Le phosphore (P) et l'azote (N) sont des nutriments essentiels à la croissance des plantes, et leur carence peut la limiter. Les plantes réagissent différemment aux carences en phosphore et en azote. Comprendre comment elles s'adaptent aux sols plus pauvres pourrait contribuer à l'obtention de cultures plus robustes. Pour voir comment les plantes font face à une faible teneur en phosphore, Han et ses collègues ont examiné deux espèces de Banksia, Banksia atténuée et Banksia sessilis. Ce sont deux arbres qui poussent dans les sols les plus pauvres en phosphore du sud-ouest de l'Australie. Ils ont dû adapter leur photosynthèse pour utiliser efficacement le phosphore, mais comment ?

Han et ses collègues ont émis l'hypothèse qu'à mesure que le phosphore du sol diminuait, la concentration de phosphore dans les feuilles diminuait également. Ils attendaient aussi Banksia sessilis avoir un rapport azote/phosphore plus élevé dans ses feuilles que B. atténuée lorsqu'ils sont cultivés sur le même substrat. Ils attendaient aussi B. sessilis pour investir plus de phosphore dans les acides nucléiques.
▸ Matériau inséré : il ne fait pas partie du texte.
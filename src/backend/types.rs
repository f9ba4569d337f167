//! Plain descriptor types passed across [`GraphicsBackend`](super::GraphicsBackend)

/// Pixel formats the viewer renders to or samples from
#[derive(Debug, Clone, Copy, PartialEq, Eq, Hash)]
pub enum TextureFormat {
    Rgba8Unorm,
    Rgba8UnormSrgb,
    Bgra8Unorm,
    Bgra8UnormSrgb,
    /// HDR scene color
    Rgba16Float,
    Depth32Float,
}

impl TextureFormat {
    /// Whether writes are encoded to sRGB by the hardware
    pub fn is_srgb(&self) -> bool {
        matches!(self, Self::Rgba8UnormSrgb | Self::Bgra8UnormSrgb)
    }

    pub fn is_depth(&self) -> bool {
        matches!(self, Self::Depth32Float)
    }
}

macro_rules! usage_flags {
    ($(#[$meta:meta])* $name:ident { $($flag:ident = $bit:expr),+ $(,)? }) => {
        $(#[$meta])*
        #[derive(Debug, Clone, Copy, PartialEq, Eq)]
        pub struct $name(u32);

        impl $name {
            $(pub const $flag: Self = Self(1 << $bit);)+

            pub fn contains(&self, other: Self) -> bool {
                self.0 & other.0 == other.0
            }
        }

        impl std::ops::BitOr for $name {
            type Output = Self;
            fn bitor(self, rhs: Self) -> Self {
                Self(self.0 | rhs.0)
            }
        }
    };
}

usage_flags! {
    /// How a texture will be used
    TextureUsage {
        COPY_DST = 0,
        TEXTURE_BINDING = 1,
        RENDER_ATTACHMENT = 2,
    }
}

usage_flags! {
    /// How a buffer will be used
    BufferUsage {
        COPY_DST = 0,
        INDEX = 1,
        VERTEX = 2,
        UNIFORM = 3,
    }
}

usage_flags! {
    /// Shader stages a binding is visible to
    ShaderStageFlags {
        VERTEX = 0,
        FRAGMENT = 1,
    }
}

impl ShaderStageFlags {
    pub const VERTEX_FRAGMENT: Self = Self(0b11);
}

/// A 2D texture. Always a single mip level.
#[derive(Debug, Clone)]
pub struct TextureDescriptor {
    pub label: Option<String>,
    pub width: u32,
    pub height: u32,
    pub sample_count: u32,
    pub format: TextureFormat,
    pub usage: TextureUsage,
}

impl Default for TextureDescriptor {
    fn default() -> Self {
        Self {
            label: None,
            width: 1,
            height: 1,
            sample_count: 1,
            format: TextureFormat::Rgba8Unorm,
            usage: TextureUsage::TEXTURE_BINDING | TextureUsage::COPY_DST,
        }
    }
}

#[derive(Debug, Clone)]
pub struct BufferDescriptor {
    pub label: Option<String>,
    pub size: u64,
    pub usage: BufferUsage,
}

#[derive(Debug, Clone, Copy, PartialEq, Eq)]
pub enum VertexFormat {
    Float32x2,
    Float32x3,
    Float32x4,
}

impl VertexFormat {
    /// Size in bytes
    pub fn size(&self) -> u64 {
        match self {
            Self::Float32x2 => 8,
            Self::Float32x3 => 12,
            Self::Float32x4 => 16,
        }
    }
}

#[derive(Debug, Clone)]
pub struct VertexAttribute {
    pub location: u32,
    pub format: VertexFormat,
    pub offset: u64,
}

/// Per-vertex buffer layout. Instanced layouts are not needed.
#[derive(Debug, Clone)]
pub struct VertexBufferLayout {
    pub array_stride: u64,
    pub attributes: Vec<VertexAttribute>,
}

/// Face culling. Triangles are counter-clockwise.
#[derive(Debug, Clone, Copy, PartialEq, Eq)]
pub enum CullMode {
    /// Draw both sides
    None,
    Back,
}

/// How a color target combines fragment output with its contents
#[derive(Debug, Clone, Copy, PartialEq, Eq, Default)]
pub enum BlendMode {
    /// Overwrite
    #[default]
    Replace,
    /// `dst + src` on color, alpha replaced
    Additive,
}

/// Linear filtering, clamped to edge
#[derive(Debug, Clone, Default)]
pub struct SamplerDescriptor {
    pub label: Option<String>,
}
La raison est due à la façon dont les deux usines font face au feu.
B. atténuée est une espèce à croissance lente. Lorsque le feu frappe, il repousse à partir de bourgeons ou de tubercules. Un incendie ne signifie pas la fin de son cycle de vie. B. sessilis, en revanche, pousse à partir de graines après un incendie. Cela signifie qu'il doit faire avancer les choses rapidement et investir dans une banque de semences si l'espèce veut survivre.
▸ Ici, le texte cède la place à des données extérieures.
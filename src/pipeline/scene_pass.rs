//! Scene pass: draws the bound scene into the render target
//!
//! The pass always runs first and replaces the target contents. GPU copies
//! of meshes, textures and per-node uniforms are built lazily and rebuilt
//! whenever the scene revision changes.

use std::collections::HashMap;

use crate::backend::traits::*;
use crate::backend::types::*;
use crate::pipeline::pass::*;
use crate::pipeline::target::{DEPTH_FORMAT, TARGET_FORMAT};
use crate::resources::{GpuMesh, GpuTexture, MaterialDescriptor, TextureData, TextureKey, Vertex};
use crate::scene::{CameraUniformData, Scene, TransformUniformData};

/// One node ready to draw
struct GpuDraw {
    mesh: usize,
    double_sided: bool,
    bind_group: BindGroupHandle,
}

/// GPU copy of one scene revision
#[derive(Default)]
struct GpuScene {
    revision: u64,
    meshes: Vec<GpuMesh>,
    textures: HashMap<TextureKey, GpuTexture>,
    buffers: Vec<BufferHandle>,
    draws: Vec<GpuDraw>,
}

impl GpuScene {
    fn destroy(self, backend: &mut dyn GraphicsBackend) {
        for mesh in self.meshes {
            mesh.destroy(backend);
        }
        for (_, texture) in self.textures {
            texture.destroy(backend);
        }
        for buffer in self.buffers {
            backend.destroy_buffer(buffer);
        }
        for draw in self.draws {
            backend.destroy_bind_group(draw.bind_group);
        }
    }
}

struct Pipelines {
    single_sided: RenderPipelineHandle,
    double_sided: RenderPipelineHandle,
    object_layout: BindGroupLayoutHandle,
    camera_buffer: BufferHandle,
    camera_bind_group: BindGroupHandle,
    sampler: SamplerHandle,
    fallback: GpuTexture,
}

/// Pass 0 of every frame
#[derive(Default)]
pub struct ScenePass {
    pipelines: Option<Pipelines>,
    gpu: Option<GpuScene>,
}

impl ScenePass {
    pub fn new() -> Self {
        Self::default()
    }

    /// Number of nodes drawn per frame for the uploaded revision
    pub fn draw_count(&self) -> usize {
        self.gpu.as_ref().map_or(0, |gpu| gpu.draws.len())
    }

    fn create_pipelines(
        backend: &mut dyn GraphicsBackend,
        sample_count: u32,
    ) -> BackendResult<Pipelines> {
        let camera_layout = backend.create_bind_group_layout(&[BindGroupLayoutEntry {
            binding: 0,
            visibility: ShaderStageFlags::VERTEX_FRAGMENT,
            ty: BindingType::UniformBuffer,
        }])?;

        let object_layout = backend.create_bind_group_layout(&[
            BindGroupLayoutEntry {
                binding: 0,
                visibility: ShaderStageFlags::VERTEX,
                ty: BindingType::UniformBuffer,
            },
            BindGroupLayoutEntry {
                binding: 1,
                visibility: ShaderStageFlags::FRAGMENT,
                ty: BindingType::UniformBuffer,
            },
            BindGroupLayoutEntry {
                binding: 2,
                visibility: ShaderStageFlags::FRAGMENT,
                ty: BindingType::Texture,
            },
            BindGroupLayoutEntry {
                binding: 3,
                visibility: ShaderStageFlags::FRAGMENT,
                ty: BindingType::Sampler,
            },
        ])?;

        let mut pipeline = |label: &str, cull_mode: CullMode| {
            backend.create_render_pipeline(&RenderPipelineDescriptor {
                label: Some(label.to_string()),
                shader: SCENE_SHADER.to_string(),
                vertex_layouts: vec![Vertex::layout()],
                bind_group_layouts: vec![camera_layout, object_layout],
                cull_mode,
                depth: Some(DepthState {
                    format: DEPTH_FORMAT,
                    write_enabled: true,
                }),
                color_targets: vec![ColorTargetState {
                    format: TARGET_FORMAT,
                    blend: BlendMode::Replace,
                }],
                sample_count,
            })
        };
        let single_sided = pipeline("Scene Single-Sided", CullMode::Back)?;
        let double_sided = pipeline("Scene Double-Sided", CullMode::None)?;

        let camera_buffer = backend.create_buffer(&BufferDescriptor {
            label: Some("Camera Uniforms".into()),
            size: std::mem::size_of::<CameraUniformData>() as u64,
            usage: BufferUsage::UNIFORM | BufferUsage::COPY_DST,
        })?;
        let camera_bind_group = backend.create_bind_group(
            camera_layout,
            &[(
                0,
                BindGroupEntry::Buffer {
                    buffer: camera_buffer,
                    offset: 0,
                    size: None,
                },
            )],
        )?;

        let sampler = backend.create_sampler(&SamplerDescriptor {
            label: Some("Baked Sampler".into()),
            ..Default::default()
        })?;
        let fallback = GpuTexture::create(backend, &TextureData::white())?;

        Ok(Pipelines {
            single_sided,
            double_sided,
            object_layout,
            camera_buffer,
            camera_bind_group,
            sampler,
            fallback,
        })
    }

    /// Upload the current scene revision if it is not on the GPU yet.
    fn sync(&mut self, backend: &mut dyn GraphicsBackend, scene: &Scene) -> BackendResult<()> {
        if self
            .gpu
            .as_ref()
            .is_some_and(|gpu| gpu.revision == scene.revision())
        {
            return Ok(());
        }
        let Some(pipelines) = self.pipelines.as_ref() else {
            return Ok(());
        };

        if let Some(old) = self.gpu.take() {
            old.destroy(backend);
        }

        let mut gpu = GpuScene {
            revision: scene.revision(),
            ..Default::default()
        };

        // Keep a partial upload so its resources are still released.
        let result = upload(backend, scene, pipelines, &mut gpu);
        self.gpu = Some(gpu);
        result
    }
}

fn upload(
    backend: &mut dyn GraphicsBackend,
    scene: &Scene,
    pipelines: &Pipelines,
    gpu: &mut GpuScene,
) -> BackendResult<()> {
    let Some(graph) = scene.graph() else {
        return Ok(());
    };

    for (key, data) in scene.textures() {
        gpu.textures
            .insert(key.clone(), GpuTexture::create(backend, data)?);
    }
    for mesh in graph.meshes() {
        gpu.meshes.push(GpuMesh::upload(backend, mesh)?);
    }

    for item in graph.draw_items() {
        let Some(material) = item.material.as_deref() else {
            log::warn!(
                "Node '{}' has no material and will not be drawn",
                graph.node(item.node).name
            );
            continue;
        };

        let texture_view = texture_view_for(material, &gpu.textures, &pipelines.fallback);

        let object_buffer = backend.create_buffer_init(
            &BufferDescriptor {
                label: Some(format!("{} Transform", graph.node(item.node).name)),
                size: std::mem::size_of::<TransformUniformData>() as u64,
                usage: BufferUsage::UNIFORM,
            },
            bytemuck::bytes_of(&TransformUniformData::from_world(item.world)),
        )?;
        gpu.buffers.push(object_buffer);

        let material_buffer = backend.create_buffer_init(
            &BufferDescriptor {
                label: Some(format!("{} Material", material.role)),
                size: std::mem::size_of::<crate::resources::MaterialUniformData>() as u64,
                usage: BufferUsage::UNIFORM,
            },
            bytemuck::bytes_of(&material.uniform_data()),
        )?;
        gpu.buffers.push(material_buffer);

        let bind_group = backend.create_bind_group(
            pipelines.object_layout,
            &[
                (
                    0,
                    BindGroupEntry::Buffer {
                        buffer: object_buffer,
                        offset: 0,
                        size: None,
                    },
                ),
                (
                    1,
                    BindGroupEntry::Buffer {
                        buffer: material_buffer,
                        offset: 0,
                        size: None,
                    },
                ),
                (2, BindGroupEntry::Texture(texture_view)),
                (3, BindGroupEntry::Sampler(pipelines.sampler)),
            ],
        )?;

        gpu.draws.push(GpuDraw {
            mesh: item.mesh.0,
            double_sided: material.double_sided,
            bind_group,
        });
    }

    log::info!(
        "Uploaded scene revision {} ({} draws, {} textures)",
        gpu.revision,
        gpu.draws.len(),
        gpu.textures.len()
    );
    Ok(())
}

fn texture_view_for(
    material: &MaterialDescriptor,
    textures: &HashMap<TextureKey, GpuTexture>,
    fallback: &GpuTexture,
) -> TextureViewHandle {
    match material.texture() {
        Some(key) => match textures.get(key) {
            Some(texture) => texture.view,
            None => {
                log::warn!("Texture '{}' not loaded for material {}", key.as_str(), material.role);
                fallback.view
            }
        },
        None => fallback.view,
    }
}

impl RenderPass for ScenePass {
    fn name(&self) -> &'static str {
        "Scene Pass"
    }

    fn setup(&mut self, ctx: &mut PassSetupContext) -> BackendResult<()> {
        // Only the sample count matters here and it never changes after
        // construction.
        if self.pipelines.is_none() {
            self.pipelines = Some(Self::create_pipelines(&mut *ctx.backend, ctx.target.sample_count())?);
        }
        Ok(())
    }

    fn execute(&mut self, ctx: &mut PassExecuteContext) -> BackendResult<()> {
        self.sync(&mut *ctx.backend, ctx.scene)?;

        let backend = &mut *ctx.backend;
        let (width, height) = ctx.target.size();

        if let Some(pipelines) = &self.pipelines {
            backend.write_buffer(
                pipelines.camera_buffer,
                0,
                bytemuck::bytes_of(&ctx.camera.uniform_data()),
            );
        }

        backend.begin_render_pass(&RenderPassDescriptor {
            label: Some("Scene Pass".into()),
            color_attachments: vec![ctx
                .target
                .color_attachment(LoadOp::Clear(ctx.params.clear_color.to_clear()))],
            depth_stencil_attachment: Some(ctx.target.depth_attachment()),
        });
        backend.set_viewport(0.0, 0.0, width as f32, height as f32, 0.0, 1.0);

        if let (Some(pipelines), Some(gpu)) = (&self.pipelines, &self.gpu) {
            if ctx.scene.is_loaded() {
                backend.set_bind_group(0, pipelines.camera_bind_group);
                for draw in &gpu.draws {
                    let Some(mesh) = gpu.meshes.get(draw.mesh) else {
                        continue;
                    };
                    backend.set_render_pipeline(if draw.double_sided {
                        pipelines.double_sided
                    } else {
                        pipelines.single_sided
                    });
                    backend.set_bind_group(1, draw.bind_group);
                    backend.set_vertex_buffer(0, mesh.vertex_buffer, 0);
                    backend.set_index_buffer(mesh.index_buffer, 0);
                    backend.draw_indexed(0..mesh.index_count, 0, 0..1);
                }
            }
        }

        backend.end_render_pass();
        Ok(())
    }

    fn release(&mut self, backend: &mut dyn GraphicsBackend) {
        if let Some(gpu) = self.gpu.take() {
            gpu.destroy(backend);
        }
        if let Some(pipelines) = self.pipelines.take() {
            backend.destroy_bind_group(pipelines.camera_bind_group);
            backend.destroy_buffer(pipelines.camera_buffer);
            pipelines.fallback.destroy(backend);
        }
    }
}

pub const SCENE_SHADER: &str = r#"
struct CameraUniforms {
    view_proj: mat4x4<f32>,
    position: vec4<f32>,
    near_far: vec4<f32>,
}

struct ObjectUniforms {
    model: mat4x4<f32>,
    normal_matrix: mat4x4<f32>,
}

struct MaterialUniforms {
    color: vec4<f32>,
    // x: sample the baked texture
    params: vec4<f32>,
}

struct VertexInput {
    @location(0) position: vec3<f32>,
    @location(1) normal: vec3<f32>,
    @location(2) uv: vec2<f32>,
}

struct VertexOutput {
    @builtin(position) clip_position: vec4<f32>,
    @location(0) uv: vec2<f32>,
}

@group(0) @binding(0) var<uniform> camera: CameraUniforms;
@group(1) @binding(0) var<uniform> object: ObjectUniforms;
@group(1) @binding(1) var<uniform> material: MaterialUniforms;
@group(1) @binding(2) var baked_texture: texture_2d<f32>;
@group(1) @binding(3) var baked_sampler: sampler;

@vertex
fn vs_main(input: VertexInput) -> VertexOutput {
    var output: VertexOutput;
    output.clip_position = camera.view_proj * object.model * vec4<f32>(input.position, 1.0);
    output.uv = input.uv;
    return output;
}

@fragment
fn fs_main(input: VertexOutput) -> @location(0) vec4<f32> {
    let texel = textureSample(baked_texture, baked_sampler, input.uv);
    let color = mix(material.color, texel, material.params.x);
    return vec4<f32>(color.rgb, 1.0);
}
"#;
Les botanistes ont découvert qu'ils avaient raison sur la baisse de la concentration de phosphore dans les feuilles des sols plus pauvres, mais pas sur les différences de phosphore foliaire. Les feuilles des deux espèces avaient des concentrations similaires. L'équipe a découvert que le phosphore était plus susceptible de se trouver dans les acides nucléiques B. sessilis que B. atténuée. Ceci, selon les auteurs, "sera probablement nécessaire pour un plus grand renouvellement des protéines associé à des taux de croissance rapides".
Écrivant dans un commentaire sur le papier, John Raven ajoute: "Cette découverte intrigante attire l'attention sur le rôle écologique important de l'investissement en acides nucléiques, qui a souvent été négligé car le coût des acides nucléiques est relativement faible dans les tissus végétaux. Cependant, comme l'étude s'est concentrée sur l'allocation de P dans les feuilles matures, le mécanisme sous-jacent devient une préoccupation... Ainsi, pour le moment, il n'est pas possible de déterminer dans quelle mesure la teneur en ARN des feuilles matures peut être expliquée en termes de besoin en le renouvellement des protéines."